Start off by loading some essentially packages, as well as package files we created for ourselves previously:
from pathlib import Path
from sqlite_utils import Database
from ia_utils.create_db_table_metadata import create_db_table_metadata
from ia_utils.open_metadata_records import open_metadata_records
from ia_utils.add_patched_metadata_records_to_db import add_patched_metadata_records_to_db
from ia_utils.create_db_table_issues import create_db_table_issues
from ia_utils.create_db_table_pages_metadata import create_db_table_pages_metadata
It takes several hours to download the datafiles, so if we already have a full database file, we may want to put in some guards so we don’t overwrite it an lose all that previously downloaded data:
RECREATE_FULL_DB = False
full_db_name = "full_nq.db"
db_exists = Path("full_nq.db").is_file()
dirname = "ia-downloads"
p = Path(dirname)
# Extra cautious...
if RECREATE_FULL_DB and not db_exists:
db_full = Database(full_db_name, recreate=True)

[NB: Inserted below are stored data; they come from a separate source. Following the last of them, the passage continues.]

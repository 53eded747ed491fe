use clap::{Parser, ValueEnum};
use std::fmt::{Display, Formatter};

pub const PORT_ENV: &str = "PORT";
pub const MONGODB_URI_ENV: &str = "MONGODB_URI";
pub const STORAGE_BACKEND_ENV: &str = "SHOWREEL_STORAGE_BACKEND";

pub const DEFAULT_PORT: u16 = 3000;
pub const DEFAULT_MONGODB_URI: &str = "mongodb://localhost:27017/showreel";

#[derive(Debug, Clone, Copy, PartialEq, Eq, ValueEnum)]
pub enum StorageBackendArg {
    #[value(name = "mongodb")]
    Mongodb,
    #[value(name = "in-memory")]
    InMemory,
}

impl Display for StorageBackendArg {
    fn fmt(&self, f: &mut Formatter<'_>) -> std::fmt::Result {
        match self {
            StorageBackendArg::Mongodb => write!(f, "mongodb"),
            StorageBackendArg::InMemory => write!(f, "in-memory"),
        }
    }
}

#[derive(Debug, Parser)]
#[command(name = "showreel-gateway")]
pub struct CLI {
    #[arg(long, env = PORT_ENV, default_value_t = DEFAULT_PORT)]
    pub port: u16,

    #[arg(long, env = MONGODB_URI_ENV, default_value = DEFAULT_MONGODB_URI)]
    pub mongodb_uri: String,

    #[arg(
        long,
        env = STORAGE_BACKEND_ENV,
        value_enum,
        default_value_t = StorageBackendArg::Mongodb
    )]
    pub storage: StorageBackendArg,
}
mod health;
mod index;
mod video;

pub use health::health_handler;
pub use index::index_handler;
pub use video::{
    create_video_handler, delete_video_handler, get_video_handler, list_videos_handler,
    update_video_handler,
};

create_db_table_metadata(db_full)
data_records = open_metadata_records()
add_patched_metadata_records_to_db(db_full, data_records)
create_db_table_issues(db_full)
create_db_table_pages_metadata(db_full)
db_full["pages_metadata"].add_column("page_text", str)
db_full["pages_metadata_fts"].drop(ignore=True)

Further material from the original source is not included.